Task instructions: Lines in the entries below where the word "there" shows up should each be copied.

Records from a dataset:
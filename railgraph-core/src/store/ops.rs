//! Mutating operations on a railway graph
//!
//! All of them keep both directions of an edge consistent. References to
//! nodes that don't exist are logged and skipped: railway source data is
//! known to contain such dangling edges.

use geo::Point;
use hashbrown::{HashMap, HashSet};
use itertools::Itertools;
use log::{debug, error, info, warn};

use super::{GraphStore, query::locs_for};
use crate::geometry::DistanceFn;
use crate::{Error, Node, NodeId, Successor, TrackPoint};

/// Writes the polyline `points` into `store` as a chain of nodes.
///
/// Every point is linked to its predecessor and successor in the sequence,
/// with edge lengths computed by `distance`. Node ids are kept. If a node
/// already exists its successors are extended instead of overwritten, which
/// is how chains sharing a point turn that point into a junction.
///
/// Returns the number of already existing nodes that were modified.
///
/// # Errors
///
/// [`Error::InvalidInput`] if fewer than two points are given.
pub fn create_graph<S, F>(store: &mut S, points: &[TrackPoint], distance: &F) -> Result<usize, Error>
where
    S: GraphStore + ?Sized,
    F: DistanceFn + ?Sized,
{
    if points.len() < 2 {
        return Err(Error::InvalidInput(format!(
            "At least two points are required, got {}",
            points.len()
        )));
    }

    let mut modified = 0;

    for (i, point) in points.iter().enumerate() {
        let mut neighbors = Vec::with_capacity(2);

        // node has a predecessor
        if let Some(prev) = i.checked_sub(1).map(|j| &points[j]) {
            neighbors.push(Successor::new(
                prev.id,
                distance.distance(point.point(), prev.point()),
            ));
        }

        // node has a successor
        if let Some(next) = points.get(i + 1) {
            neighbors.push(Successor::new(
                next.id,
                distance.distance(point.point(), next.point()),
            ));
        }

        match store.find_node(point.id)? {
            Some(mut existing) => {
                existing.extend_successors(neighbors);
                store.save_node(existing)?;
                modified += 1;
            }
            None => {
                store.insert_node(Node::new(point.id, point.point()).with_successors(neighbors))?;
            }
        }
    }

    Ok(modified)
}

/// Reads the nodes `node_ids` (in that order) from `source` and writes
/// them as a chain into `dest`, see [`create_graph`].
pub fn create_graph_from<S, D, F>(
    node_ids: &[NodeId],
    source: &S,
    dest: &mut D,
    distance: &F,
) -> Result<usize, Error>
where
    S: GraphStore + ?Sized,
    D: GraphStore + ?Sized,
    F: DistanceFn + ?Sized,
{
    let points = locs_for(source, node_ids)?;
    create_graph(dest, &points, distance)
}

/// Merges the nodes `merge_ids` into the node `survivor_id`.
///
/// The merged nodes are deleted. Their external neighbors (and those of
/// the survivor) lose every edge into the merged set and get exactly one
/// edge to the survivor, with its length recomputed from the survivor's
/// location. The survivor ends up with exactly one edge to each external
/// neighbor.
///
/// Returns the number of nodes removed. Merge ids and neighbors that don't
/// exist are logged and skipped.
///
/// # Errors
///
/// [`Error::MissingNode`] if the survivor doesn't exist, or any storage
/// error.
pub fn merge_nodes<S, F>(
    store: &mut S,
    survivor_id: NodeId,
    merge_ids: &[NodeId],
    distance: &F,
) -> Result<usize, Error>
where
    S: GraphStore + ?Sized,
    F: DistanceFn + ?Sized,
{
    let mut survivor = store.node(survivor_id)?;

    let merge_set: HashSet<NodeId> = merge_ids
        .iter()
        .copied()
        .filter(|&id| id != survivor_id)
        .collect();

    // External neighbors in order of first appearance
    let mut external: Vec<NodeId> = Vec::new();
    let mut seen: HashSet<NodeId> = HashSet::new();
    let mut collect_external = |ids: &mut dyn Iterator<Item = NodeId>| {
        for id in ids {
            if id != survivor_id && !merge_set.contains(&id) && seen.insert(id) {
                external.push(id);
            }
        }
    };

    collect_external(&mut survivor.neighbors());

    let mut removed = 0;
    for &merge_id in merge_ids.iter().unique().filter(|&&id| id != survivor_id) {
        match store.delete_node(merge_id)? {
            Some(merged) => {
                collect_external(&mut merged.neighbors());
                removed += 1;
            }
            None => warn!("Cannot merge {merge_id} into {survivor_id}: there is no such node"),
        }
    }

    let mut successors = Vec::with_capacity(external.len());
    for neighbor_id in external {
        let Some(mut neighbor) = store.find_node(neighbor_id)? else {
            error!("{survivor_id}'s neighbor {neighbor_id} does not exist.");
            continue;
        };

        let edge_length = distance.distance(survivor.loc, neighbor.loc);
        neighbor
            .successors
            .retain(|s| s.id != survivor_id && !merge_set.contains(&s.id));
        neighbor
            .successors
            .push(Successor::new(survivor_id, edge_length));
        store.save_node(neighbor)?;

        successors.push(Successor::new(neighbor_id, edge_length));
    }

    survivor.successors = successors;
    store.save_node(survivor)?;

    Ok(removed)
}

/// Merges all nodes sharing the exact same location.
///
/// Within every group of duplicates the node with the lowest id survives.
/// Returns the number of nodes removed.
pub fn dedup<S, F>(store: &mut S, distance: &F) -> Result<usize, Error>
where
    S: GraphStore + ?Sized,
    F: DistanceFn + ?Sized,
{
    // nodes come ordered by id, so every group is sorted as well
    let mut groups: Vec<Vec<NodeId>> = store
        .all_nodes()?
        .iter()
        .map(|node| (location_key(node.loc), node.id))
        .into_group_map()
        .into_values()
        .filter(|ids| ids.len() > 1)
        .collect();
    groups.sort_unstable();

    let mut removed = 0;
    for ids in groups {
        if let Some((&survivor, duplicates)) = ids.split_first() {
            debug!("Merging duplicates {duplicates:?} into {survivor}");
            removed += merge_nodes(store, survivor, duplicates, distance)?;
        }
    }

    info!("Removed {removed} duplicate nodes");
    Ok(removed)
}

/// Bit pattern of a location, with negative zero folded into zero
fn location_key(loc: Point<f64>) -> (u64, u64) {
    ((loc.x() + 0.0).to_bits(), (loc.y() + 0.0).to_bits())
}

/// Deletes every node without neighbors and returns how many there were.
pub fn remove_lonely_nodes<S>(store: &mut S) -> Result<usize, Error>
where
    S: GraphStore + ?Sized,
{
    let lonely = store.find_nodes_where(&|node| node.successors.is_empty())?;
    for node in &lonely {
        store.delete_node(node.id)?;
    }

    debug!("Removed {} lonely nodes", lonely.len());
    Ok(lonely.len())
}

/// Replaces the contents of `dest` with a copy of every node in `source`.
///
/// Everything stored in `dest` before is erased.
pub fn copy<S, D>(source: &S, dest: &mut D) -> Result<usize, Error>
where
    S: GraphStore + ?Sized,
    D: GraphStore + ?Sized,
{
    dest.clear()?;

    let nodes = source.all_nodes()?;
    let copied = nodes.len();
    for node in nodes {
        dest.insert_node(node)?;
    }

    debug!("Copied {copied} nodes");
    Ok(copied)
}

/// Recomputes the length of every edge with `distance`.
///
/// Edges to missing nodes keep their length. Returns the number of edges
/// updated.
pub fn recompute_distances<S, F>(store: &mut S, distance: &F) -> Result<usize, Error>
where
    S: GraphStore + ?Sized,
    F: DistanceFn + ?Sized,
{
    let nodes = store.all_nodes()?;
    let locations: HashMap<NodeId, Point<f64>> = nodes.iter().map(|n| (n.id, n.loc)).collect();

    let mut updated = 0;
    for mut node in nodes {
        for successor in &mut node.successors {
            match locations.get(&successor.id) {
                Some(&loc) => {
                    successor.distance = distance.distance(node.loc, loc);
                    updated += 1;
                }
                None => warn!("{}'s neighbor {} does not exist.", node.id, successor.id),
            }
        }
        store.save_node(node)?;
    }

    Ok(updated)
}

#[cfg(test)]
mod tests {
    use approx::assert_relative_eq;

    use super::*;
    use crate::geometry::Distance;
    use crate::store::MemoryStore;

    fn chain(points: &[(f64, f64, NodeId)]) -> Vec<TrackPoint> {
        points.iter().copied().map(TrackPoint::from).collect()
    }

    fn neighbors(store: &MemoryStore, id: NodeId) -> Vec<NodeId> {
        store.node(id).unwrap().neighbors().collect()
    }

    /// Two chains sharing the point with id 2
    fn junction_graph() -> MemoryStore {
        let mut store = MemoryStore::new();
        let line = chain(&[(1.0, 1.0, 0), (2.0, 1.0, 1), (3.0, 1.0, 2), (4.0, 1.0, 3)]);
        let cross = chain(&[(3.0, 0.0, 4), (3.0, 1.0, 2), (3.0, 5.0, 5)]);
        create_graph(&mut store, &line, &Distance::Euclidean).unwrap();
        create_graph(&mut store, &cross, &Distance::Euclidean).unwrap();
        store
    }

    #[test]
    fn create_graph_builds_a_chain() {
        let mut store = MemoryStore::new();
        let points = chain(&[(0.0, 0.0, 10), (3.0, 4.0, 11), (3.0, 5.0, 12)]);
        let modified = create_graph(&mut store, &points, &Distance::Euclidean).unwrap();

        assert_eq!(modified, 0);
        assert_eq!(store.count().unwrap(), 3);
        assert_eq!(neighbors(&store, 10), vec![11]);
        assert_eq!(neighbors(&store, 11), vec![10, 12]);
        assert_eq!(neighbors(&store, 12), vec![11]);

        let middle = store.node(11).unwrap();
        assert_relative_eq!(middle.successors[0].distance, 5.0);
        assert_relative_eq!(middle.successors[1].distance, 1.0);
        assert_eq!(middle.loc, Point::new(3.0, 4.0));
    }

    #[test]
    fn shared_points_become_junctions() {
        let store = junction_graph();
        assert_eq!(store.count().unwrap(), 6);
        assert_eq!(neighbors(&store, 2), vec![1, 3, 4, 5]);
        assert!(store.node(2).unwrap().is_junction());
    }

    #[test]
    fn create_graph_extends_without_duplicates() {
        let mut store = MemoryStore::new();
        let points = chain(&[(0.0, 0.0, 1), (1.0, 0.0, 2)]);
        create_graph(&mut store, &points, &Distance::Euclidean).unwrap();
        let modified = create_graph(&mut store, &points, &Distance::Euclidean).unwrap();

        assert_eq!(modified, 2);
        assert_eq!(neighbors(&store, 1), vec![2]);
        assert_eq!(neighbors(&store, 2), vec![1]);
    }

    #[test]
    fn create_graph_needs_two_points() {
        let mut store = MemoryStore::new();
        let result = create_graph(&mut store, &chain(&[(0.0, 0.0, 1)]), &Distance::Euclidean);
        assert!(matches!(result, Err(Error::InvalidInput(_))));
        assert_eq!(store.count().unwrap(), 0);
    }

    #[test]
    fn create_graph_from_keeps_given_order() {
        let source = junction_graph();
        let mut dest = MemoryStore::new();
        create_graph_from(&[0, 2, 5], &source, &mut dest, &Distance::Euclidean).unwrap();

        assert_eq!(dest.count().unwrap(), 3);
        assert_eq!(neighbors(&dest, 2), vec![0, 5]);

        let result = create_graph_from(&[0, 42], &source, &mut dest, &Distance::Euclidean);
        assert!(matches!(result, Err(Error::MissingNode(42))));
    }

    #[test]
    fn merge_repoints_external_neighbors() {
        let mut store = MemoryStore::new();
        let d = Distance::Euclidean;
        create_graph(&mut store, &chain(&[(2.0, 0.0, 4), (1.0, 0.0, 2), (1.0, 1.0, 6)]), &d).unwrap();
        create_graph(&mut store, &chain(&[(0.0, 2.0, 5), (0.0, 1.0, 3), (1.0, 1.0, 6)]), &d).unwrap();
        create_graph(&mut store, &chain(&[(0.0, 0.0, 1), (1.0, 0.0, 2)]), &d).unwrap();
        create_graph(&mut store, &chain(&[(0.0, 0.0, 1), (0.5, -0.5, 7), (1.0, 0.0, 2)]), &d).unwrap();
        create_graph(&mut store, &chain(&[(0.0, 0.0, 1), (0.0, 1.0, 3)]), &d).unwrap();
        assert_eq!(store.count().unwrap(), 7);

        let removed = merge_nodes(&mut store, 1, &[2, 3], &d).unwrap();

        assert_eq!(removed, 2);
        assert_eq!(store.count().unwrap(), 5);
        assert_eq!(neighbors(&store, 1), vec![7, 4, 6, 5]);

        for id in [4, 5, 6, 7] {
            let node = store.node(id).unwrap();
            let to_survivor: Vec<&Successor> =
                node.successors.iter().filter(|s| s.id == 1).collect();
            assert_eq!(to_survivor.len(), 1, "node {id}");
            assert!(!node.has_neighbor(2) && !node.has_neighbor(3));
        }

        assert_relative_eq!(store.node(7).unwrap().successors[0].distance, 0.5f64.sqrt());
        assert_relative_eq!(store.node(4).unwrap().successors[0].distance, 2.0);
    }

    #[test]
    fn merge_skips_dangling_references() {
        let mut store = MemoryStore::new();
        create_graph(
            &mut store,
            &chain(&[(0.0, 0.0, 1), (1.0, 0.0, 2), (2.0, 0.0, 3)]),
            &Distance::Euclidean,
        )
        .unwrap();

        // node 2 points to a node that was never stored
        let mut broken = store.node(2).unwrap();
        broken.successors.push(Successor::new(99, 1.0));
        store.save_node(broken).unwrap();

        let removed = merge_nodes(&mut store, 1, &[2, 98], &Distance::Euclidean).unwrap();
        assert_eq!(removed, 1);
        assert_eq!(neighbors(&store, 1), vec![3]);
        assert_eq!(neighbors(&store, 3), vec![1]);
    }

    #[test]
    fn merge_into_missing_survivor_fails() {
        let mut store = junction_graph();
        let result = merge_nodes(&mut store, 42, &[1], &Distance::Euclidean);
        assert!(matches!(result, Err(Error::MissingNode(42))));
        assert_eq!(store.count().unwrap(), 6);
    }

    #[test]
    fn dedup_restores_node_count() {
        let mut store = junction_graph();
        let before = store.count().unwrap();

        // a second node on top of node 3, hanging off node 5
        create_graph(
            &mut store,
            &chain(&[(3.0, 5.0, 5), (4.0, 1.0, 30)]),
            &Distance::Euclidean,
        )
        .unwrap();
        assert_eq!(store.count().unwrap(), before + 1);

        let removed = dedup(&mut store, &Distance::Euclidean).unwrap();
        assert_eq!(removed, 1);
        assert_eq!(store.count().unwrap(), before);

        // the lowest id survives and inherits the edge
        assert!(store.find_node(30).unwrap().is_none());
        assert_eq!(neighbors(&store, 3), vec![2, 5]);
        assert_eq!(neighbors(&store, 5), vec![2, 3]);
    }

    #[test]
    fn lonely_nodes_are_removed() {
        let mut store = junction_graph();
        store.insert_node(Node::new(100, Point::new(9.0, 9.0))).unwrap();
        store.insert_node(Node::new(101, Point::new(8.0, 9.0))).unwrap();

        assert_eq!(remove_lonely_nodes(&mut store).unwrap(), 2);
        assert_eq!(store.count().unwrap(), 6);
        assert_eq!(remove_lonely_nodes(&mut store).unwrap(), 0);
    }

    #[test]
    fn copy_replaces_destination() {
        let source = junction_graph();
        let mut dest = MemoryStore::new();
        dest.insert_node(Node::new(77, Point::new(0.0, 0.0))).unwrap();

        assert_eq!(copy(&source, &mut dest).unwrap(), 6);
        assert_eq!(dest.all_nodes().unwrap(), source.all_nodes().unwrap());
    }

    #[test]
    fn distances_can_be_recomputed() {
        let mut store = junction_graph();
        let updated = recompute_distances(&mut store, &|_: Point<f64>, _: Point<f64>| 7.0).unwrap();

        assert_eq!(updated, 10);
        assert!(
            store
                .all_nodes()
                .unwrap()
                .iter()
                .flat_map(|n| n.successors.iter())
                .all(|s| s.distance == 7.0)
        );
    }
}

Result for this task:
            None => warn!("Cannot merge {merge_id} into {survivor_id}: there is no such node"),
/// Deletes every node without neighbors and returns how many there were.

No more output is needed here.